The TaxPayers' Alliance ("V'cs attack tax-cut lobby's 'Mickey Mouse' criticisms", August 24) has simply selected broad keywords, such as food, leisure, tourism and equine - billion-pound industries in the UK - and decided arbitrarily whether courses with these words in their title constitute a "real" academic discipline.
The TPA report does not even define "academic". Nor does it appear to be able to distinguish between higher national diplomas, foundation degrees (referred to as a "foundation courses" in the report) and honours degrees. The first two are vocational by design and normally of two years' duration and funding, contrary to the report's assumed three years in calculating its £40 million cost to taxpayers. Such courses blend academic rigour - the ability to analyse and think conceptually and logically - with vocational applications in order to arrive at practical solutions.

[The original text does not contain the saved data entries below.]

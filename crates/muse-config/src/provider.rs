use secrecy::SecretString;
use serde::Deserialize;
use url::Url;

/// A configured generation provider
#[derive(Debug, Deserialize)]
#[serde(deny_unknown_fields)]
pub struct ProviderConfig {
    /// Adapter implementation to use
    #[serde(rename = "type")]
    pub provider_type: ProviderType,
    /// API key for the upstream service
    pub api_key: Option<SecretString>,
    /// Override for the provider's default API base URL
    #[serde(default)]
    pub base_url: Option<Url>,
    /// Model to request (e.g. "gpt-4o-mini", "dall-e-3")
    #[serde(default)]
    pub model: Option<String>,
}

/// Known provider adapter implementations
#[derive(Debug, Clone, Copy, PartialEq, Eq, Deserialize)]
#[serde(rename_all = "snake_case")]
pub enum ProviderType {
    /// OpenAI-compatible chat completions (text operations)
    OpenaiText,
    /// Anthropic messages API (text operations)
    AnthropicText,
    /// OpenAI-compatible image generation
    OpenaiImage,
}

Of the eight alleged "non-courses" at Harper Adams University College, only two are taught here and six are delivered through two collaborating further education colleges. Both of these are Centres of Excellence in Vocational Education in their own right within the subject areas identified in the TPA report.
We validate and stand by the academic rigour and vocational quality of them all, and our last Quality Assurance Agency report expressed complete confidence in our academic standards.
Perhaps the ultimate arbiters of the value of courses at Harper Adams University College, both academically and practically, are our students: we ranked seventh in the 2006 student satisfaction survey and our graduate employment rate last year was 98.3 per cent. Clearly, employers value the quality of our graduates and their ability to think and do.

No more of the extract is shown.